What to do | Every line of the records below that has the word "impl" should be copied.

Records drawn from a dataset:
══════════

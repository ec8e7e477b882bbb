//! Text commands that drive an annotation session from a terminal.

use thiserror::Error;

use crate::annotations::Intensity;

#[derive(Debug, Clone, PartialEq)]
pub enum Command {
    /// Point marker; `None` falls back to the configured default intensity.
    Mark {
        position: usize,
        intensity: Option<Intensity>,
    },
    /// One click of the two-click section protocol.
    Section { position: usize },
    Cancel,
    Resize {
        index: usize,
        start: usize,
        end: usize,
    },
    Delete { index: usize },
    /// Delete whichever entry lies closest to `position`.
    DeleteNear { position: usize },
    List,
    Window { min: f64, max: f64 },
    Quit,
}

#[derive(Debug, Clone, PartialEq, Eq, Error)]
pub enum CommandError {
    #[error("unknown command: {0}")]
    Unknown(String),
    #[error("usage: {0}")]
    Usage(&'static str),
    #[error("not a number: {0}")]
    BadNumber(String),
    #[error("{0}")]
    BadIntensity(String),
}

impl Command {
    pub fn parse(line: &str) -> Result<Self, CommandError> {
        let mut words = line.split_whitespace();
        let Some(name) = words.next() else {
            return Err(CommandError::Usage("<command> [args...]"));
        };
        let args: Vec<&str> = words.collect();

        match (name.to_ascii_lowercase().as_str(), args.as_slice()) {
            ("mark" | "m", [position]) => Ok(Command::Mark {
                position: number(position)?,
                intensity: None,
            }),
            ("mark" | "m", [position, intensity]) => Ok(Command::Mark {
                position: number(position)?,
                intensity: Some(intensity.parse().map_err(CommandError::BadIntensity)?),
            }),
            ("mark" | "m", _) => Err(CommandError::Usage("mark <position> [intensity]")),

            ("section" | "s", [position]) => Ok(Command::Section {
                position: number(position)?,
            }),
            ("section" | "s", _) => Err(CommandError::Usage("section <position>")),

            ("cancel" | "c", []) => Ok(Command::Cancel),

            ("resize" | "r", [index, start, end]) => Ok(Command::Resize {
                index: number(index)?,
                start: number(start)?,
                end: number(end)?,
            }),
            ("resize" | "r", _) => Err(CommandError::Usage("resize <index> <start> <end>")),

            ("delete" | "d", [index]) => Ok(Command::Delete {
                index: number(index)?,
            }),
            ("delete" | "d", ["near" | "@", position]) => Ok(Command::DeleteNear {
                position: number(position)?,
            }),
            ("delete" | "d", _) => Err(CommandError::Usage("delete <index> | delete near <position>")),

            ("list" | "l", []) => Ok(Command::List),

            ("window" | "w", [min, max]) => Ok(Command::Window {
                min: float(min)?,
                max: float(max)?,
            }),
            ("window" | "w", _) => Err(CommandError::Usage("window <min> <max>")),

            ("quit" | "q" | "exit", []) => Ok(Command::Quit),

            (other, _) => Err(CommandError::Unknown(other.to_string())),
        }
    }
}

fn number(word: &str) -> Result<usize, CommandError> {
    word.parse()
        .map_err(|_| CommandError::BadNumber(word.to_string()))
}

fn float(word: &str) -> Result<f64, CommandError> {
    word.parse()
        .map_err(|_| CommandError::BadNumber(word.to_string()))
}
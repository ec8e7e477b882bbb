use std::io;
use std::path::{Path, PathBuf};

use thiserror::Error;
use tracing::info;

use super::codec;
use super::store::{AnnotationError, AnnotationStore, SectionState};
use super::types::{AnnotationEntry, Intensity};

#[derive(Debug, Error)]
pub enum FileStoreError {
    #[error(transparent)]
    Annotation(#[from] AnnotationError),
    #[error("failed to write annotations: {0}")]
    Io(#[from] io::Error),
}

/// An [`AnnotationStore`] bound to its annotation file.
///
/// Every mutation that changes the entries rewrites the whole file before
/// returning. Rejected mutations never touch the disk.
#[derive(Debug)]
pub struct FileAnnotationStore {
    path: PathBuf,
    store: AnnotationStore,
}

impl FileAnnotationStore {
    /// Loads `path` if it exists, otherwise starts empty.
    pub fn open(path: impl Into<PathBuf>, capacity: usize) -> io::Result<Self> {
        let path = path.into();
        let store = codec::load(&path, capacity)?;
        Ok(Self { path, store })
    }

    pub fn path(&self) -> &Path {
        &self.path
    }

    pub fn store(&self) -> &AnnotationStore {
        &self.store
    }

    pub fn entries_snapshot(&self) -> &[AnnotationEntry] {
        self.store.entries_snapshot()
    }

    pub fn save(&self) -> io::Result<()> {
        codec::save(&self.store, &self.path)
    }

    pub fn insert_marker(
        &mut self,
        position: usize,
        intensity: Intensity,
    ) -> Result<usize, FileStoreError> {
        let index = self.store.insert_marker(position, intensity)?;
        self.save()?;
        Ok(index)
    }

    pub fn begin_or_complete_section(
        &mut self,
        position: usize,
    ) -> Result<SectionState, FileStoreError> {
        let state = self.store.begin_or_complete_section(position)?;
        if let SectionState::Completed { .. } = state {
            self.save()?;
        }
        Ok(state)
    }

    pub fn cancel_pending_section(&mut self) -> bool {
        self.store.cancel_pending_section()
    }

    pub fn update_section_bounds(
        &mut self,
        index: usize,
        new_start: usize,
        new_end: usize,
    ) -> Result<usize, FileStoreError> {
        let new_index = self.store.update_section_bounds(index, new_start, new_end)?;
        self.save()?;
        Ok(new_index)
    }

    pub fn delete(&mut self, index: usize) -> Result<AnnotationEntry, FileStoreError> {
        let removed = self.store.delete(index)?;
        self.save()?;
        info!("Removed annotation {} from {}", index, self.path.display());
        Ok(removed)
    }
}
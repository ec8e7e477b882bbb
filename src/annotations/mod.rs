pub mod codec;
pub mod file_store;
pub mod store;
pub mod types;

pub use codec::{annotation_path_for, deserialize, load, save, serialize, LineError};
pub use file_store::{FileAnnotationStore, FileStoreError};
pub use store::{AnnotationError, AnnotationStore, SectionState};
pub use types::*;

══════════

Expected answer |
impl Command {
impl FileAnnotationStore {
    pub fn open(path: impl Into<PathBuf>, capacity: usize) -> io::Result<Self> {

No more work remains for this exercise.